Hughes Bolckow
- Formerly: Hughes Bolckow Shipbreaking Company, Ltd; Messrs, Hughes, Bolckow, and Co., Limited;
- Industry: Ship breaking
- Headquarters: Blyth, Northumberland, England
- Services: Scrap recycling
- Parent: Metal Industries Group subsidiary

= Hughes Bolckow =

English shipbreaking company

Hughes Bolckow formerly Messrs, Hughes, Bolckow, and Co., Limited was a well-known shipbreaking company based in Blyth, Northumberland.

==Background==

Intending to create an industrial park for dismantling obsolete warships in 1911, the company leased 6 acre of land from Lord Ridley and the Blyth Harbour Commissioners.

The company was responsible for scrapping a number of famous Royal Navy ships including HMS Britannia (previously HMS Prince of Wales). Their first ship was the former Certified Industrial Training Ship, HMS Southampton, which was sent to Blyth in June 1912 to be broken up. In response to requests from customers, the company created a series of "choice Antiques" from the fine old seasoned timber they possessed from Britannia. The company even had a Ship Timber Department that would create articles manufactured from teakwood taken from obsolete battleships and preserved in "Solignum."

During World War I, Messrs, Hughes, Bolckow, and Co. Limited experimented with employing women in jobs that were traditionally reserved for men. By 1916 13% of the workforce were women; the UK Ministry of Labour approved the work provided the women did not have to lift a sledgehammer weighing more than 5 lbs.

In 1921, the company acquired four huge concrete hangars at the Marske-by-the-Sea Aerodrome in North Yorkshire. The hangars also had an attached 30 acres of land that the company announced would be used to store and to dispose of material purchased by the company from dumps in France.

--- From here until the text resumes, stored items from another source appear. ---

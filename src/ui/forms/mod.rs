//! Form rendering module
//!
//! - `field_renderer`: select and text input rendering
//! - `upload_form`: the company / document type / file upload form

mod field_renderer;
mod upload_form;

pub use upload_form::{draw_upload_form, FormLayout};
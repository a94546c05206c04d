//! Placeholder backend that waits a fixed delay and always succeeds

use super::traits::{SubmitError, SubmitReceipt, SubmitRequest, Submitter};
use async_trait::async_trait;
use std::time::Duration;
use tracing::debug;

pub struct SimulatedSubmitter {
    delay: Duration,
}

impl SimulatedSubmitter {
    pub const DEFAULT_DELAY: Duration = Duration::from_millis(1500);

    pub fn new(delay: Duration) -> Self {
        Self { delay }
    }
}

impl Default for SimulatedSubmitter {
    fn default() -> Self {
        Self::new(Self::DEFAULT_DELAY)
    }
}

#[async_trait]
impl Submitter for SimulatedSubmitter {
    async fn submit(&self, request: SubmitRequest) -> Result<SubmitReceipt, SubmitError> {
        debug!(
            company = %request.company,
            doc_type = %request.doc_type,
            file = %request.attachment.name,
            delay_ms = self.delay.as_millis() as u64,
            "simulating submit"
        );
        tokio::time::sleep(self.delay).await;
        Ok(SubmitReceipt::for_request(&request))
    }
}
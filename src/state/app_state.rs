//! Presentation state: focus, path input, notices

use super::forms::FormField;
use std::collections::VecDeque;

/// Which part of the form has keyboard focus
#[derive(Debug, Clone, Copy, PartialEq, Eq, Default)]
pub enum FormFocus {
    #[default]
    Company,
    DocumentType,
    Upload,
    Submit,
}

impl FormFocus {
    /// Next focus stop. The upload zone only exists once a document type is chosen.
    pub fn next(&self, has_upload: bool) -> Self {
        match self {
            Self::Company => Self::DocumentType,
            Self::DocumentType if has_upload => Self::Upload,
            Self::DocumentType | Self::Upload => Self::Submit,
            Self::Submit => Self::Company,
        }
    }

    pub fn prev(&self, has_upload: bool) -> Self {
        match self {
            Self::Company => Self::Submit,
            Self::DocumentType => Self::Company,
            Self::Upload => Self::DocumentType,
            Self::Submit if has_upload => Self::Upload,
            Self::Submit => Self::DocumentType,
        }
    }
}

/// Severity of a notice dialog
#[derive(Debug, Clone, Copy, PartialEq, Eq)]
pub enum NoticeLevel {
    Info,
    Warning,
    Error,
}

impl NoticeLevel {
    pub fn title(&self) -> &'static str {
        match self {
            Self::Info => "Success",
            Self::Warning => "Warning",
            Self::Error => "Error",
        }
    }
}

/// A message shown to the user in a modal dialog
#[derive(Debug, Clone, PartialEq, Eq)]
pub struct Notice {
    pub level: NoticeLevel,
    pub message: String,
}

impl Notice {
    pub fn info(message: impl Into<String>) -> Self {
        Self {
            level: NoticeLevel::Info,
            message: message.into(),
        }
    }

    pub fn warning(message: impl Into<String>) -> Self {
        Self {
            level: NoticeLevel::Warning,
            message: message.into(),
        }
    }

    pub fn error(message: impl Into<String>) -> Self {
        Self {
            level: NoticeLevel::Error,
            message: message.into(),
        }
    }
}

/// UI state that is not part of the form itself
#[derive(Debug)]
pub struct AppState {
    pub focus: FormFocus,
    pub path_input: FormField,
    /// Queued notices, shown oldest first
    pub notices: VecDeque<Notice>,
    pub status_message: Option<String>,
    /// Advances on each redraw while a submit is in flight
    pub spinner_frame: usize,
}

impl Default for AppState {
    fn default() -> Self {
        Self {
            focus: FormFocus::default(),
            path_input: FormField::text("File path"),
            notices: VecDeque::new(),
            status_message: None,
            spinner_frame: 0,
        }
    }
}

impl AppState {
    pub fn push_notice(&mut self, notice: Notice) {
        self.notices.push_back(notice);
    }

    pub fn has_notices(&self) -> bool {
        !self.notices.is_empty()
    }

    pub fn current_notice(&self) -> Option<&Notice> {
        self.notices.front()
    }

    pub fn dismiss_notice(&mut self) {
        self.notices.pop_front();
    }

    pub fn next_focus(&mut self, has_upload: bool) {
        self.focus = self.focus.next(has_upload);
    }

    pub fn prev_focus(&mut self, has_upload: bool) {
        self.focus = self.focus.prev(has_upload);
    }

    /// Move focus off the upload zone if it just disappeared
    pub fn fix_focus(&mut self, has_upload: bool) {
        if self.focus == FormFocus::Upload && !has_upload {
            self.focus = FormFocus::DocumentType;
        }
    }

    pub fn tick_spinner(&mut self) {
        self.spinner_frame = self.spinner_frame.wrapping_add(1);
    }
}
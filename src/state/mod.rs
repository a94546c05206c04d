//! Application state module

mod app_state;
mod attachment;
mod catalog;
mod forms;

pub use app_state::*;
pub use attachment::*;
pub use catalog::*;
pub use forms::*;
#[cfg(test)]
mod tests {
    use super::*;
    use crate::state::PDF_MIME_TYPE;
    use crate::submit::MockSubmitter;

    fn cv() -> Attachment {
        Attachment::new("cv.pdf", 2_097_152, PDF_MIME_TYPE)
    }

    fn notes() -> Attachment {
        Attachment::new("notes.txt", 120, "text/plain")
    }

    fn valid_controller() -> FormController {
        let mut controller = FormController::new();
        controller.select_company(Company::Apple);
        controller.select_document_type(DocumentType::Resume);
        controller.attach_file(cv()).unwrap();
        controller
    }

    fn receipt() -> SubmitReceipt {
        SubmitReceipt {
            id: uuid::Uuid::nil(),
            submitted_at: chrono::Utc::now(),
            file_name: "cv.pdf".to_string(),
        }
    }

    mod validity {
        use super::*;
        use pretty_assertions::assert_eq;

        #[test]
        fn test_new_form_is_empty_and_invalid() {
            let controller = FormController::new();
            assert_eq!(controller.state().clone(), FormState::default());
            assert!(!controller.is_form_valid());
            assert!(!controller.state().has_selection());
        }

        #[test]
        fn test_valid_only_when_all_three_present() {
            let mut controller = FormController::new();
            controller.select_company(Company::Google);
            assert!(!controller.is_form_valid());
            controller.select_document_type(DocumentType::JobDescription);
            assert!(!controller.is_form_valid());
            controller.attach_file(cv()).unwrap();
            assert!(controller.is_form_valid());
            controller.remove_file();
            assert!(!controller.is_form_valid());
        }

        #[test]
        fn test_selection_sequences_never_validate_without_file() {
            let mut controller = FormController::new();
            for (company, doc_type) in Company::ALL.iter().zip(DocumentType::ALL.iter().cycle()) {
                controller.select_company(*company);
                controller.select_document_type(*doc_type);
                assert!(!controller.is_form_valid());
            }
        }

        #[test]
        fn test_changing_company_keeps_attachment() {
            let mut controller = valid_controller();
            controller.select_company(Company::Tesla);
            assert_eq!(controller.state().attachment, Some(cv()));
            assert!(controller.is_form_valid());
        }
    }

    mod attach {
        use super::*;
        use pretty_assertions::assert_eq;

        #[test]
        fn test_scenario_apple_resume_cv() {
            let controller = valid_controller();
            let state = controller.state();
            assert!(state.is_form_valid());
            assert_eq!(state.company, Some(Company::Apple));
            assert_eq!(state.doc_type, Some(DocumentType::Resume));
            assert_eq!(
                state.attachment.as_ref().map(|a| a.display_size()),
                Some("2.00 MB".to_string())
            );
        }

        #[test]
        fn test_non_pdf_rejected_and_previous_kept() {
            let mut controller = valid_controller();
            let err = controller.attach_file(notes()).unwrap_err();
            assert_eq!(
                err,
                FormError::InvalidFileType {
                    name: "notes.txt".to_string(),
                    mime_type: "text/plain".to_string(),
                }
            );
            assert_eq!(controller.state().attachment, Some(cv()));
        }

        #[test]
        fn test_non_pdf_rejected_on_empty_form() {
            let mut controller = FormController::new();
            assert!(controller.attach_file(notes()).is_err());
            assert_eq!(controller.state().clone(), FormState::default());
        }

        #[test]
        fn test_invalid_file_type_message() {
            let mut controller = FormController::new();
            let err = controller.attach_file(notes()).unwrap_err();
            assert_eq!(err.to_string(), "Please upload a PDF file");
        }

        #[test]
        fn test_pdf_replaces_previous_pdf() {
            let mut controller = valid_controller();
            let other = Attachment::new("cv-v2.pdf", 10, PDF_MIME_TYPE);
            controller.attach_file(other.clone()).unwrap();
            assert_eq!(controller.state().attachment, Some(other));
        }

        #[test]
        fn test_document_type_change_clears_attachment() {
            for doc_type in DocumentType::ALL {
                let mut controller = valid_controller();
                controller.select_document_type(doc_type);
                assert_eq!(controller.state().attachment, None);
                assert_eq!(controller.state().doc_type, Some(doc_type));
            }
        }

        #[test]
        fn test_remove_file_is_idempotent() {
            let mut controller = valid_controller();
            controller.remove_file();
            let once = controller.state().clone();
            controller.remove_file();
            assert_eq!(controller.state().clone(), once);
            assert_eq!(once.attachment, None);
            assert_eq!(once.company, Some(Company::Apple));
        }
    }

    mod drag_and_drop {
        use super::*;
        use pretty_assertions::assert_eq;

        #[test]
        fn test_set_dragging_only_touches_flag() {
            let mut controller = valid_controller();
            let before = controller.state().clone();
            controller.set_dragging(true);
            assert!(controller.state().is_dragging);
            controller.set_dragging(false);
            assert_eq!(controller.state().clone(), before);
        }

        #[test]
        fn test_drop_attaches_first_file_and_clears_dragging() {
            let mut controller = FormController::new();
            controller.set_dragging(true);
            let second = Attachment::new("other.pdf", 1, PDF_MIME_TYPE);
            controller.drop_files(vec![cv(), second]).unwrap();
            assert!(!controller.state().is_dragging);
            assert_eq!(controller.state().attachment, Some(cv()));
        }

        #[test]
        fn test_drop_non_pdf_rejected() {
            let mut controller = valid_controller();
            controller.set_dragging(true);
            let err = controller.drop_files(vec![notes()]).unwrap_err();
            assert!(matches!(err, FormError::InvalidFileType { .. }));
            assert!(!controller.state().is_dragging);
            assert_eq!(controller.state().attachment, Some(cv()));
        }

        #[test]
        fn test_empty_drop_rejected() {
            let mut controller = FormController::new();
            controller.set_dragging(true);
            assert!(controller.drop_files(Vec::new()).is_err());
            assert!(!controller.state().is_dragging);
        }
    }

    mod submit {
        use super::*;
        use pretty_assertions::assert_eq;

        #[test]
        fn test_begin_submit_on_invalid_form_is_noop() {
            let mut controller = FormController::new();
            controller.select_company(Company::Apple);
            let before = controller.state().clone();
            assert!(controller.begin_submit().is_none());
            assert_eq!(controller.state().clone(), before);
        }

        #[test]
        fn test_begin_submit_sets_flag_and_snapshots_form() {
            let mut controller = valid_controller();
            let request = controller.begin_submit().unwrap();
            assert!(controller.state().is_submitting);
            assert_eq!(
                request,
                SubmitRequest {
                    company: Company::Apple,
                    doc_type: DocumentType::Resume,
                    attachment: cv(),
                }
            );
        }

        #[test]
        fn test_second_submit_while_in_flight_has_no_effect() {
            let mut controller = valid_controller();
            controller.begin_submit().unwrap();
            let in_flight = controller.state().clone();
            assert!(controller.begin_submit().is_none());
            assert_eq!(controller.state().clone(), in_flight);
        }

        #[test]
        fn test_other_transitions_allowed_while_in_flight() {
            let mut controller = valid_controller();
            controller.begin_submit().unwrap();
            controller.select_company(Company::Meta);
            controller.remove_file();
            assert!(controller.state().is_submitting);
            assert_eq!(controller.state().company, Some(Company::Meta));
            assert_eq!(controller.state().attachment, None);
        }

        #[test]
        fn test_finish_success_clears_only_attachment() {
            let mut controller = valid_controller();
            controller.begin_submit().unwrap();
            controller.finish_submit(&Ok(receipt()));
            let state = controller.state();
            assert!(!state.is_submitting);
            assert_eq!(state.attachment, None);
            assert_eq!(state.company, Some(Company::Apple));
            assert_eq!(state.doc_type, Some(DocumentType::Resume));
        }

        #[test]
        fn test_finish_failure_resets_flag_and_keeps_attachment() {
            let mut controller = valid_controller();
            controller.begin_submit().unwrap();
            controller.finish_submit(&Err(SubmitError::Failed("offline".to_string())));
            assert!(!controller.state().is_submitting);
            assert_eq!(controller.state().attachment, Some(cv()));
            assert!(controller.begin_submit().is_some());
        }

        #[tokio::test]
        async fn test_submit_runs_full_lifecycle() {
            let mut submitter = MockSubmitter::new();
            submitter
                .expect_submit()
                .times(1)
                .withf(|req| req.attachment.name == "cv.pdf")
                .returning(|_| Ok(receipt()));

            let mut controller = valid_controller();
            assert!(!controller.state().is_submitting);
            let result = controller.submit(&submitter).await;

            assert!(matches!(result, Some(Ok(_))));
            assert!(!controller.state().is_submitting);
            assert_eq!(controller.state().attachment, None);
            assert_eq!(controller.state().company, Some(Company::Apple));
            assert_eq!(controller.state().doc_type, Some(DocumentType::Resume));
        }

        #[tokio::test]
        async fn test_submit_invalid_form_never_calls_backend() {
            let mut submitter = MockSubmitter::new();
            submitter.expect_submit().times(0);

            let mut controller = FormController::new();
            assert!(controller.submit(&submitter).await.is_none());
        }

        #[tokio::test]
        async fn test_form_reusable_after_submit() {
            let mut submitter = MockSubmitter::new();
            submitter.expect_submit().times(2).returning(|_| Ok(receipt()));

            let mut controller = valid_controller();
            controller.submit(&submitter).await.unwrap().unwrap();
            controller.attach_file(cv()).unwrap();
            controller.submit(&submitter).await.unwrap().unwrap();
            assert_eq!(controller.state().attachment, None);
        }
    }
}
//! Attached file value object

use serde::{Deserialize, Serialize};
use std::fs;
use std::io;
use std::path::{Path, PathBuf};
use thiserror::Error;
use url::Url;

/// The only MIME type the upload zone accepts
pub const PDF_MIME_TYPE: &str = "application/pdf";

/// Declared type for files whose extension is not recognized
pub const FALLBACK_MIME_TYPE: &str = "application/octet-stream";

/// Errors reading a file chosen by path
#[derive(Debug, Error)]
pub enum AttachmentError {
    #[error("file not found: {}", .0.display())]
    NotFound(PathBuf),
    #[error("not a file: {}", .0.display())]
    NotAFile(PathBuf),
    #[error("could not read {}: {source}", .path.display())]
    Io {
        path: PathBuf,
        #[source]
        source: io::Error,
    },
}

/// An in-memory reference to a single chosen file
#[derive(Debug, Clone, PartialEq, Eq, Serialize, Deserialize)]
pub struct Attachment {
    pub name: String,
    pub size_bytes: u64,
    pub mime_type: String,
}

impl Attachment {
    pub fn new(name: impl Into<String>, size_bytes: u64, mime_type: impl Into<String>) -> Self {
        Self {
            name: name.into(),
            size_bytes,
            mime_type: mime_type.into(),
        }
    }

    /// Build an attachment from a path on disk.
    ///
    /// The MIME type is declared from the extension, the same way a file
    /// picker reports it; file contents are not sniffed.
    pub fn from_path(path: impl AsRef<Path>) -> Result<Self, AttachmentError> {
        let path = path.as_ref();
        let metadata = fs::metadata(path).map_err(|source| match source.kind() {
            io::ErrorKind::NotFound => AttachmentError::NotFound(path.to_path_buf()),
            _ => AttachmentError::Io {
                path: path.to_path_buf(),
                source,
            },
        })?;

        if !metadata.is_file() {
            return Err(AttachmentError::NotAFile(path.to_path_buf()));
        }

        let name = path
            .file_name()
            .map(|n| n.to_string_lossy().into_owned())
            .unwrap_or_else(|| path.display().to_string());

        Ok(Self::new(name, metadata.len(), mime_type_for_path(path)))
    }

    pub fn is_pdf(&self) -> bool {
        self.mime_type == PDF_MIME_TYPE
    }

    /// Size in megabytes with two decimals, e.g. "2.00 MB"
    pub fn display_size(&self) -> String {
        format!("{:.2} MB", self.size_bytes as f64 / 1024.0 / 1024.0)
    }
}

/// Declared MIME type for a path, guessed from its extension
pub fn mime_type_for_path(path: &Path) -> &'static str {
    mime_guess::from_path(path)
        .first_raw()
        .unwrap_or(FALLBACK_MIME_TYPE)
}

/// Turn pasted text into candidate paths.
///
/// Terminals deliver a dropped file as pasted text: one path per line, often
/// quoted, with spaces backslash-escaped or as a percent-encoded `file://` URI.
pub fn parse_dropped_paths(text: &str) -> Vec<PathBuf> {
    text.lines()
        .map(str::trim)
        .filter(|line| !line.is_empty())
        .map(|line| {
            let line = line
                .strip_prefix('\'')
                .and_then(|l| l.strip_suffix('\''))
                .or_else(|| line.strip_prefix('"').and_then(|l| l.strip_suffix('"')))
                .unwrap_or(line);
            if let Some(rest) = line.strip_prefix("file://") {
                return file_uri_to_path(line).unwrap_or_else(|| PathBuf::from(rest));
            }
            PathBuf::from(line.replace("\\ ", " "))
        })
        .collect()
}

fn file_uri_to_path(uri: &str) -> Option<PathBuf> {
    Url::parse(uri).ok()?.to_file_path().ok()
}
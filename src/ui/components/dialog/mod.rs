//! Dialog components for TUI

mod base;
mod notice_dialog;

pub use notice_dialog::render_notice_dialog;
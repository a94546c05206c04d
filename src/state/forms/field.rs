//! Single-line text input used for typing a file path

/// Text input with a label, edited one character at a time
#[derive(Debug, Clone, Default)]
pub struct FormField {
    pub label: String,
    value: String,
}

impl FormField {
    pub fn text(label: &str) -> Self {
        Self {
            label: label.to_string(),
            value: String::new(),
        }
    }

    pub fn as_text(&self) -> &str {
        &self.value
    }

    pub fn push_char(&mut self, c: char) {
        self.value.push(c);
    }

    pub fn pop_char(&mut self) {
        self.value.pop();
    }

    pub fn clear(&mut self) {
        self.value.clear();
    }

    /// Take the trimmed value, leaving the field empty
    pub fn take(&mut self) -> String {
        let value = self.value.trim().to_string();
        self.value.clear();
        value
    }
}
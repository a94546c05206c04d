//! Form domain layer
//!
//! `FormController` owns the upload form's state and is the only place that
//! decides validity and side effects. The presentation layer only reads
//! snapshots and forwards input.

mod field;
mod form_state;

pub use field::FormField;
pub use form_state::{FormController, FormError, FormState};
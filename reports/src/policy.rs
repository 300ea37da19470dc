//! Lifecycle policy: which statuses exist, which moves are legal and who may
//! make them.
//!
//! ```text
//! draft               → PENDING                (on confirmed creation)
//! PENDING             → UNDER_INVESTIGATION | RESOLVED | REJECTED
//! UNDER_INVESTIGATION → RESOLVED | REJECTED
//! RESOLVED, REJECTED  : terminal
//! ```
//!
//! `draft → PENDING` happens only when the Report Service confirms a
//! creation; nobody selects it. All other moves belong to administrators.

use crate::error::{PolicyViolation, SyncError, ValidationError};
use crate::types::{Report, ReportStatus, Role};
use std::str::FromStr;

/// How strictly administrator status changes are checked before sending
#[derive(Debug, Clone, Copy, PartialEq, Eq, Default)]
pub enum AdminTransitionMode {
    /// Only moves along the workflow graph
    #[default]
    Strict,
    /// Any submitted status from any submitted status; the Report Service
    /// has the final word
    Permissive,
}

impl FromStr for AdminTransitionMode {
    type Err = crate::types::UnknownVariant;

    fn from_str(s: &str) -> Result<Self, Self::Err> {
        match s.trim().to_ascii_lowercase().as_str() {
            "strict" => Ok(Self::Strict),
            "permissive" => Ok(Self::Permissive),
            _ => Err(crate::types::UnknownVariant(s.to_string())),
        }
    }
}

/// Whether a report in `status` may still be edited or deleted
#[must_use]
pub const fn status_is_mutable(status: ReportStatus) -> bool {
    matches!(status, ReportStatus::Draft | ReportStatus::Pending)
}

/// Whether `report` may still be edited or deleted
#[must_use]
pub const fn can_mutate(report: &Report) -> bool {
    status_is_mutable(report.status)
}

/// Whether no further move leaves `status`
#[must_use]
pub const fn is_terminal(status: ReportStatus) -> bool {
    matches!(status, ReportStatus::Resolved | ReportStatus::Rejected)
}

/// Administrator moves out of `status` on the workflow graph
#[must_use]
pub const fn successors(status: ReportStatus) -> &'static [ReportStatus] {
    match status {
        ReportStatus::Pending => &[
            ReportStatus::UnderInvestigation,
            ReportStatus::Resolved,
            ReportStatus::Rejected,
        ],
        ReportStatus::UnderInvestigation => &[ReportStatus::Resolved, ReportStatus::Rejected],
        ReportStatus::Draft | ReportStatus::Resolved | ReportStatus::Rejected => &[],
    }
}

/// Statuses `role` may move a report in `from` to, in display order
#[must_use]
pub fn allowed_transitions(
    from: ReportStatus,
    role: Role,
    mode: AdminTransitionMode,
) -> Vec<ReportStatus> {
    match (role, mode) {
        (Role::Submitter, _) => Vec::new(),
        (Role::Administrator, AdminTransitionMode::Strict) => successors(from).to_vec(),
        (Role::Administrator, AdminTransitionMode::Permissive) => {
            if from == ReportStatus::Draft {
                return Vec::new();
            }
            ReportStatus::SUBMITTED
                .into_iter()
                .filter(|status| *status != from)
                .collect()
        }
    }
}

/// Check a requested status change before it is sent
///
/// # Errors
///
/// - [`PolicyViolation::Forbidden`] if `role` is not an administrator
/// - [`ValidationError::IllegalTransition`] if `to` is not reachable from
///   `from` under `mode`
pub fn check_transition(
    from: ReportStatus,
    to: ReportStatus,
    role: Role,
    mode: AdminTransitionMode,
) -> Result<(), SyncError> {
    if role != Role::Administrator {
        return Err(PolicyViolation::Forbidden {
            role,
            action: "change a report's status",
        }
        .into());
    }

    if allowed_transitions(from, role, mode).contains(&to) {
        Ok(())
    } else {
        Err(ValidationError::IllegalTransition { from, to }.into())
    }
}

Over the course of its existence the company bought up a number of other companies such as the Worth, Mackenzie ft Company, Limited, which was purchased in 1935. By 1952 it had become a subsidiary of Metal Industries, Limited and was listed on their books. In 1960 The Hughes Bolchow Shipbreaking Co., Ltd., of Blyth changed its name to Hughes Bolckow Ltd. so as to serve notice that, although its main activity was still shipbreaking, the company was branching out.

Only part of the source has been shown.